2011年8月6日土曜日

ダサネッチの「コーヒーライフ」

コーヒーで身体を洗う母親
『遊動民』シリーズの第5弾を書こうと思う。ちなみに、このエントリーは、我がブログの200回目のアフリカ話でもある。今日は、佐川徹先生(私がいつもお世話になっている京大アフリカ地域研究資料センターの助教であられる。)の『殻がもたらす豊かな暮らし-エチオピア西南部のダサネッチ社会におけるコーヒー利用』について書きたい。

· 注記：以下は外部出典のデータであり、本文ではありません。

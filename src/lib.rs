#![doc(html_root_url = "https://docs.rs/h264jpeg/0.1.0")]
#![cfg_attr(docsrs, feature(doc_cfg))]
#![deny(rustdoc::missing_crate_level_docs)]

//! # h264jpeg - H.264 access unit to JPEG on a hardware codec block
//!
//! `h264jpeg` turns a single compressed H.264 access unit into a JPEG still by
//! driving two asynchronous hardware components: a video decoder and an image
//! encoder. The components report completion through port callbacks on threads
//! they own; each pipeline turns that into a plain blocking call with a hard
//! timeout.
//!
//! ## Features
//!
//! - Decode pipeline: length-prefixed H.264 in, planar YUV 4:2:0 out
//! - Encode pipeline: planar YUV 4:2:0 in, JPEG out, quality 1-100
//! - Single-buffer port pools, one request in flight per handle
//! - Per-handle error text plus a process-wide last error for the facade
//! - An emulated codec block (feature `emulator`, on by default) for hosts
//!   without the hardware
//!
//! ## Quick Start
//!
//! ```toml
//! [dependencies]
//! h264jpeg = "0.1.0"
//! ```
//!
//! ### Converting an access unit
//!
//! ```rust,no_run
//! use h264jpeg::{h264_to_jpeg, last_error};
//!
//! let access_unit = std::fs::read("keyframe.au").unwrap();
//! match h264_to_jpeg(&access_unit, 85) {
//!     Ok(jpeg) => std::fs::write("keyframe.jpg", &jpeg).unwrap(),
//!     Err(_) => eprintln!("conversion failed: {}", last_error()),
//! }
//! ```
//!
//! ### Driving the pipelines directly
//!
//! ```rust,no_run
//! use h264jpeg::hw::default_driver;
//! use h264jpeg::pipeline::{DecodePipeline, EncodePipeline, PipelineConfig};
//!
//! # fn main() -> h264jpeg::Result<()> {
//! let driver = default_driver();
//! let access_unit = std::fs::read("keyframe.au")?;
//!
//! let mut decoder = DecodePipeline::new();
//! decoder.init(driver.as_ref(), PipelineConfig::default())?;
//! decoder.process(&access_unit)?;
//! let frame = decoder.take_frame().expect("frame after successful decode");
//! decoder.cleanup();
//!
//! let mut encoder = EncodePipeline::new();
//! encoder.init(driver.as_ref(), 90, PipelineConfig::default())?;
//! let jpeg = encoder.encode(&frame)?;
//! encoder.cleanup();
//! # let _ = jpeg;
//! # Ok(())
//! # }
//! ```
//!
//! ## Module Overview
//!
//! - `av`: frame and image types
//!   - `Yuv420Frame`, one allocation with three plane views
//!   - `Quality`, `JpegImage`
//!
//! - `codec`: H.264 access unit framing (length prefixes, NAL unit types)
//!
//! - `hw`: capability interface to the codec block
//!   - `Driver` / `Component` traits, port formats, driver status codes
//!   - buffer pools, the emulated driver, the unavailable driver
//!
//! - `pipeline`: decode and encode pipelines and their shared parts
//!
//! - `transcode`: the one-call facade
//!
//! - `error` / `config`: error types and process-wide settings
//!
/// Frame and image types
pub mod av;

/// H.264 access unit framing
pub mod codec;

/// Error types and utilities
pub mod error;

/// Hardware codec interface and drivers
pub mod hw;

/// Decode and encode pipelines
pub mod pipeline;

/// Decode-then-encode facade
pub mod transcode;

/// Configuration module
pub mod config;

pub use error::{Result, SnapError};
pub use transcode::{h264_to_jpeg, last_error, Transcoder};
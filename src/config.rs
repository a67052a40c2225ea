//! Runtime configuration read from the environment (a `.env` file is loaded first by `main`).
use serenity::model::id::ChannelId;

pub const DISCORD_TOKEN_VAR: &str = "DISCORD_TOKEN";
pub const SOURCE_CHANNEL_VAR: &str = "ZKOUSKA_SOURCE_CHANNEL_ID";
pub const DESTINATION_CHANNEL_VAR: &str = "ZKOUSKA_DESTINATION_CHANNEL_ID";

#[derive(Debug, thiserror::Error, PartialEq, Eq)]
pub enum ConfigError {
    #[error("expected {0} in the environment")]
    Missing(&'static str),
    #[error("{name} must be a non-zero channel id, got {value:?}")]
    InvalidChannelId { name: &'static str, value: String },
}

/// Where announcements are posted and where their companion threads are opened.
#[derive(Debug, Clone, Copy, PartialEq, Eq)]
pub struct ZkouskaSettings {
    pub source_channel_id: ChannelId,
    pub destination_channel_id: ChannelId,
}

#[derive(Debug, Clone)]
pub struct Settings {
    pub discord_token: String,
    pub zkouska: ZkouskaSettings,
}

impl Settings {
    pub fn from_env() -> Result<Self, ConfigError> {
        Self::from_lookup(|key| std::env::var(key).ok())
    }

    pub fn from_lookup(lookup: impl Fn(&str) -> Option<String>) -> Result<Self, ConfigError> {
        let discord_token = lookup(DISCORD_TOKEN_VAR)
            .filter(|t| !t.trim().is_empty())
            .ok_or(ConfigError::Missing(DISCORD_TOKEN_VAR))?;
        Ok(Self {
            discord_token,
            zkouska: ZkouskaSettings {
                source_channel_id: channel_id(&lookup, SOURCE_CHANNEL_VAR)?,
                destination_channel_id: channel_id(&lookup, DESTINATION_CHANNEL_VAR)?,
            },
        })
    }
}

fn channel_id(
    lookup: &impl Fn(&str) -> Option<String>,
    name: &'static str,
) -> Result<ChannelId, ConfigError> {
    let raw = lookup(name).ok_or(ConfigError::Missing(name))?;
    raw.trim()
        .parse::<u64>()
        .ok()
        .filter(|v| *v != 0)
        .map(ChannelId::new)
        .ok_or(ConfigError::InvalidChannelId { name, value: raw })
}
//! In-memory `ChatPlatform` used by the integration tests. Records every mutation so tests
//! can assert on what would have been sent to Discord.
#![allow(dead_code)]

use std::collections::{HashMap, HashSet};
use std::sync::{Arc, Mutex};

use async_trait::async_trait;
use tokio::sync::Notify;
use serenity::model::id::{ChannelId, MessageId, UserId};
use zkouska_bot::zkouska::codec::RecordEmbed;
use zkouska_bot::zkouska::model::{Profile, ToggleSignal};
use zkouska_bot::zkouska::platform::{
    ChatPlatform, EditOutcome, HistoryMessage, PlatformError, ThreadInfo,
};
use zkouska_bot::zkouska::{ZkouskaStore, ZkouskaId};

pub const BOT: u64 = 1;
pub const SOURCE: u64 = 10;
pub const DESTINATION: u64 = 20;
pub const MODERATOR: u64 = 500;

#[derive(Debug, Clone)]
pub struct FakeMessage {
    pub id: MessageId,
    pub author: UserId,
    pub content: String,
    pub embeds: Vec<RecordEmbed>,
    pub edits: usize,
}

#[derive(Debug, Clone)]
pub struct FakeThread {
    pub id: ChannelId,
    pub parent: ChannelId,
    pub name: String,
    pub auto_archive_minutes: u16,
    pub archived: bool,
}

#[derive(Default)]
struct State {
    next_id: u64,
    text_channels: HashSet<ChannelId>,
    moderators: HashSet<UserId>,
    messages: HashMap<ChannelId, Vec<FakeMessage>>,
    threads: Vec<FakeThread>,
    reactions: Vec<(ChannelId, MessageId, UserId, String)>,
    failures: HashSet<String>,
    unreadable: HashSet<ChannelId>,
    holds: HashMap<String, Hold>,
    calls: Vec<String>,
}

/// A one-shot pause: the call signals `entered`, then waits for `release`.
#[derive(Clone, Default)]
pub struct Hold {
    pub entered: Arc<Notify>,
    pub release: Arc<Notify>,
}

pub struct FakePlatform {
    bot: UserId,
    state: Mutex<State>,
}

impl FakePlatform {
    /// Bot user, source and destination text channels, one moderator.
    pub fn new() -> Arc<Self> {
        let fake = Self {
            bot: UserId::new(BOT),
            state: Mutex::new(State {
                next_id: 1_000,
                ..State::default()
            }),
        };
        fake.add_text_channel(ChannelId::new(SOURCE));
        fake.add_text_channel(ChannelId::new(DESTINATION));
        fake.make_moderator(UserId::new(MODERATOR));
        Arc::new(fake)
    }

    fn with<R>(&self, f: impl FnOnce(&mut State) -> R) -> R {
        let mut guard = self.state.lock().unwrap();
        f(&mut guard)
    }

    fn next_id(state: &mut State) -> u64 {
        state.next_id += 1;
        state.next_id
    }

    /// Makes the next call of `op` fail once with a generic error.
    pub fn fail_next(&self, op: &str) {
        self.with(|s| s.failures.insert(op.to_string()));
    }

    /// The next call of `op` stops until the returned hold is released.
    pub fn hold_next(&self, op: &str) -> Hold {
        let hold = Hold::default();
        self.with(|s| s.holds.insert(op.to_string(), hold.clone()));
        hold
    }

    async fn pause(&self, op: &str) {
        if let Some(hold) = self.with(|s| s.holds.remove(op)) {
            hold.entered.notify_one();
            hold.release.notified().await;
        }
    }

    fn check(&self, op: &str) -> Result<(), PlatformError> {
        self.with(|s| {
            s.calls.push(op.to_string());
            if s.failures.remove(op) {
                Err(PlatformError::Other(format!("injected {op} failure")))
            } else {
                Ok(())
            }
        })
    }

    pub fn add_text_channel(&self, channel: ChannelId) {
        self.with(|s| s.text_channels.insert(channel));
    }

    pub fn remove_text_channel(&self, channel: ChannelId) {
        self.with(|s| s.text_channels.remove(&channel));
    }

    pub fn make_moderator(&self, user: UserId) {
        self.with(|s| s.moderators.insert(user));
    }

    pub fn make_unreadable(&self, channel: ChannelId) {
        self.with(|s| s.unreadable.insert(channel));
    }

    pub fn seed_message(
        &self,
        channel: ChannelId,
        author: UserId,
        content: &str,
        embeds: Vec<RecordEmbed>,
    ) -> MessageId {
        self.with(|s| {
            let id = MessageId::new(Self::next_id(s));
            s.messages.entry(channel).or_default().push(FakeMessage {
                id,
                author,
                content: content.to_string(),
                embeds,
                edits: 0,
            });
            id
        })
    }

    pub fn seed_thread(&self, parent: ChannelId, name: &str) -> ChannelId {
        self.with(|s| {
            let id = ChannelId::new(Self::next_id(s));
            s.threads.push(FakeThread {
                id,
                parent,
                name: name.to_string(),
                auto_archive_minutes: 10_080,
                archived: false,
            });
            id
        })
    }

    /// Simulates a user adding a reaction and returns the matching signal.
    pub fn user_reacts(&self, message: MessageId, user: u64, emoji: &str) -> ToggleSignal {
        let channel = ChannelId::new(SOURCE);
        let user = UserId::new(user);
        self.with(|s| {
            s.reactions
                .push((channel, message, user, emoji.to_string()))
        });
        ToggleSignal {
            channel_id: channel,
            message_id: message,
            user_id: user,
            emoji: emoji.to_string(),
        }
    }

    pub fn delete_externally(&self, channel: ChannelId, message: MessageId) {
        self.with(|s| {
            if let Some(list) = s.messages.get_mut(&channel) {
                list.retain(|m| m.id != message);
            }
        });
    }

    pub fn messages_in(&self, channel: ChannelId) -> Vec<FakeMessage> {
        self.with(|s| s.messages.get(&channel).cloned().unwrap_or_default())
    }

    pub fn message(&self, channel: ChannelId, id: MessageId) -> Option<FakeMessage> {
        self.messages_in(channel).into_iter().find(|m| m.id == id)
    }

    pub fn threads(&self) -> Vec<FakeThread> {
        self.with(|s| s.threads.clone())
    }

    pub fn thread(&self, id: ChannelId) -> Option<FakeThread> {
        self.threads().into_iter().find(|t| t.id == id)
    }

    pub fn reactions_on(&self, message: MessageId) -> Vec<(UserId, String)> {
        self.with(|s| {
            s.reactions
                .iter()
                .filter(|(_, m, _, _)| *m == message)
                .map(|(_, _, u, e)| (*u, e.clone()))
                .collect()
        })
    }

    pub fn calls(&self) -> Vec<String> {
        self.with(|s| s.calls.clone())
    }

    pub fn clear_calls(&self) {
        self.with(|s| s.calls.clear());
    }
}

#[async_trait]
impl ChatPlatform for FakePlatform {
    fn current_user_id(&self) -> UserId {
        self.bot
    }

    async fn ensure_text_channel(&self, channel: ChannelId) -> Result<(), PlatformError> {
        self.check("ensure_text_channel")?;
        if self.with(|s| s.text_channels.contains(&channel)) {
            Ok(())
        } else {
            Err(PlatformError::NotFound {
                what: "text channel",
                id: channel.get(),
            })
        }
    }

    async fn send_text(&self, channel: ChannelId, text: &str) -> Result<MessageId, PlatformError> {
        self.check("send_text")?;
        Ok(self.seed_message(channel, self.bot, text, Vec::new()))
    }

    async fn send_embed(
        &self,
        channel: ChannelId,
        embed: &RecordEmbed,
    ) -> Result<MessageId, PlatformError> {
        self.check("send_embed")?;
        // Posting into an archived thread reopens it, as Discord does.
        let exists = self.with(|s| {
            let thread = s.threads.iter_mut().find(|t| t.id == channel);
            let is_thread = thread.is_some();
            if let Some(t) = thread {
                t.archived = false;
            }
            s.text_channels.contains(&channel) || is_thread
        });
        if !exists {
            return Err(PlatformError::NotFound {
                what: "channel",
                id: channel.get(),
            });
        }
        Ok(self.seed_message(channel, self.bot, "", vec![embed.clone()]))
    }

    async fn edit_embed(
        &self,
        channel: ChannelId,
        message: MessageId,
        embed: &RecordEmbed,
    ) -> Result<EditOutcome, PlatformError> {
        self.check("edit_embed")?;
        Ok(self.with(|s| {
            if let Some(t) = s.threads.iter_mut().find(|t| t.id == channel) {
                t.archived = false;
            }
            match s
                .messages
                .get_mut(&channel)
                .and_then(|list| list.iter_mut().find(|m| m.id == message))
            {
                Some(m) => {
                    m.embeds = vec![embed.clone()];
                    m.edits += 1;
                    EditOutcome::Edited
                }
                None => EditOutcome::Missing,
            }
        }))
    }

    async fn delete_message(
        &self,
        channel: ChannelId,
        message: MessageId,
    ) -> Result<(), PlatformError> {
        self.check("delete_message")?;
        self.delete_externally(channel, message);
        self.with(|s| s.reactions.retain(|(_, m, _, _)| *m != message));
        Ok(())
    }

    async fn add_reaction(
        &self,
        channel: ChannelId,
        message: MessageId,
        emoji: &str,
    ) -> Result<(), PlatformError> {
        self.check("add_reaction")?;
        self.with(|s| {
            s.reactions
                .push((channel, message, UserId::new(BOT), emoji.to_string()))
        });
        Ok(())
    }

    async fn remove_reaction(
        &self,
        channel: ChannelId,
        message: MessageId,
        user: UserId,
        emoji: &str,
    ) -> Result<(), PlatformError> {
        self.check("remove_reaction")?;
        self.with(|s| {
            s.reactions.retain(|(c, m, u, e)| {
                !(*c == channel && *m == message && *u == user && e == emoji)
            })
        });
        Ok(())
    }

    async fn fetch_history(
        &self,
        channel: ChannelId,
    ) -> Result<Vec<HistoryMessage>, PlatformError> {
        self.check("fetch_history")?;
        if self.with(|s| s.unreadable.contains(&channel)) {
            return Err(PlatformError::Other("missing access".into()));
        }
        Ok(self
            .messages_in(channel)
            .into_iter()
            .rev()
            .map(|m| HistoryMessage {
                id: m.id,
                author_id: m.author,
                content: m.content,
                embed_footers: m.embeds.into_iter().filter_map(|e| e.footer).collect(),
            })
            .collect())
    }

    async fn create_thread(
        &self,
        channel: ChannelId,
        name: &str,
        auto_archive_minutes: u16,
    ) -> Result<ThreadInfo, PlatformError> {
        self.check("create_thread")?;
        let id = self.seed_thread(channel, name);
        self.with(|s| {
            if let Some(t) = s.threads.iter_mut().find(|t| t.id == id) {
                t.auto_archive_minutes = auto_archive_minutes;
            }
        });
        Ok(ThreadInfo {
            id,
            name: name.to_string(),
        })
    }

    async fn fetch_active_threads(
        &self,
        channel: ChannelId,
    ) -> Result<Vec<ThreadInfo>, PlatformError> {
        self.check("fetch_active_threads")?;
        Ok(self.with(|s| {
            s.threads
                .iter()
                .filter(|t| t.parent == channel && !t.archived)
                .map(|t| ThreadInfo {
                    id: t.id,
                    name: t.name.clone(),
                })
                .collect()
        }))
    }

    async fn archive_thread(&self, thread: ChannelId) -> Result<(), PlatformError> {
        self.check("archive_thread")?;
        self.with(|s| match s.threads.iter_mut().find(|t| t.id == thread) {
            Some(t) => {
                t.archived = true;
                Ok(())
            }
            None => Err(PlatformError::NotFound {
                what: "thread",
                id: thread.get(),
            }),
        })
    }

    async fn fetch_profile(
        &self,
        _channel: ChannelId,
        user: UserId,
    ) -> Result<Profile, PlatformError> {
        self.pause("fetch_profile").await;
        self.check("fetch_profile")?;
        Ok(Profile {
            display_name: format!("user-{user}"),
            avatar_url: format!("https://cdn.example/{user}.png"),
        })
    }

    async fn has_moderator_capability(
        &self,
        user: UserId,
        _channel: ChannelId,
    ) -> Result<bool, PlatformError> {
        self.check("has_moderator_capability")?;
        Ok(self.with(|s| s.moderators.contains(&user)))
    }
}

/// A store that has finished its (empty) startup rebuild.
pub fn ready_store() -> Arc<ZkouskaStore> {
    let store = Arc::new(ZkouskaStore::new());
    store.mark_ready();
    store
}

pub fn zid(raw: &str) -> ZkouskaId {
    ZkouskaId::parse(raw).expect("valid test id")
}

pub fn source() -> ChannelId {
    ChannelId::new(SOURCE)
}

pub fn destination() -> ChannelId {
    ChannelId::new(DESTINATION)
}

ダサネッチは、ケニアとの国境付近に居住する農牧民である。オモ川の氾濫を利用してモロコシ耕作も行うが、自らを「家畜の人々」と位置付け、牛・羊・ヤギなどを飼育している。100年ほど前から、ダサネッチの住むサバンナにもコーヒー豆が流通しだした。しかし帝政崩壊後、政府がコーヒー豆の国内流通を規制した故に、コーヒーの『殻』(豆を取った後に残った、外皮・果肉・内果皮の混ざったもの)のみが流通するようになった。(ダサネッチは、市場でこの『殻』をミルクやモロコシを売って得た現金で購入するらしい。ここにも市場経済の波が訪れているわけだ。)

『のどの渇きが私を殺す』とは、彼らが最もよく口にする言葉のひとつ。朝放牧に出す時間、昼放牧から帰り作乳する時間、再び放牧に出し戻す時間の一日三回、家の中で『殻』を調理し飲むのである。面白いのは、コーヒーの殻は再利用されることだ。一回使ったものを天日干しする。さらにそれを2日間天日干しし、火であぶり握りつぶして粉状にするらしい。飲む時は何も入れない。ただし、身体の調子が悪い時は、玉ねぎや生姜、チリペッパーを入れたりするらしい。ダサネッチは、オモ川の生水は飲まない。コーヒーは重要な水分補給源なのだ。さらに、『殻』は豆よりカフェイン含有量が多いらしく、疲労回復効果があるという。また乾季などでは、家の中で火を焚くのでサウナ状態である。そこで何杯もコーヒーを飲むので凄い汗をかく。これも身体にいいらしい。…なるほど。なるほど。
ダサネッチと佐川先生
ダサネッチの社会生活の中で、コーヒーが果たす役割は大きい。ダサネッチは他の民族同様、一夫多妻制だし、男性の権力が強い。家も男性エリアと女性エリアに区別されている。コーヒーを調理するのも当然のように女性の役目とされている。また、一人で飲むのもタブーだ。だから、家族や親せき、友人などが集まり、その家の夫人がふるまうカタチになる。コーヒーを飲む時には、最年長者には、ダサネッチの世界観(空・地上・地中で世界は構成され、それぞれ神、人間と家畜、死者が住む)に基づいた儀礼を行うことが求められている。霧状に吹き出す(空の神への儀礼)、腕を洗う(コーヒーで自らの腕にコーヒーを注ぐ:地上における豊かさを示す儀礼)、地に注ぐ(死者への儀礼)などを行うのである。ダサネッチの『茶道(コーヒー道)』とも言うべきか。年長者の権威を再確認させるわけだ。さらに結婚儀礼などの社会関係の媒介としてコーヒーは使われる。男性はコーヒーの殻をいっぱいに詰め込んで女性の家に向かうし、子供の名前をつけるのもコーヒーの場である。面白いのは、このような重要な位置(特に社会儀礼)を占めるコーヒーを作れるのは女性に限られているので、いくぶん女性の地位が高いらしいことだ。奥さんが、サボタージュすれば、儀礼が行えないのだから当然だ。

ところで、ダサネッチから少し南下するとサンブル人らの住むケニアである。ケニアでは、コーヒーではなく紅茶らしい。ダサネッチに言わせると、「味がない紅茶(劣った飲み物)に高い砂糖を入れて飲む彼らは、だから(現金を得るため)家畜を売らねばならず、ビンボーになる」のだそうだ。(笑)だが、最も笑えたのは、ダサネッチの人々、…実は凄い「猫舌」だという話だった。

この佐川論文、なかなか面白かった。オモ川という水が豊かな地域故に、ダサネッチの人々はコーヒーをバンバン飲んでいるわけだ。彼らの住んでる地域も、60年来という東アフリカの干ばつ被害の影響を受けている可能性が高い。今、彼らのコーヒーライフはどうなっているのだろうかと私はたいへん心配している。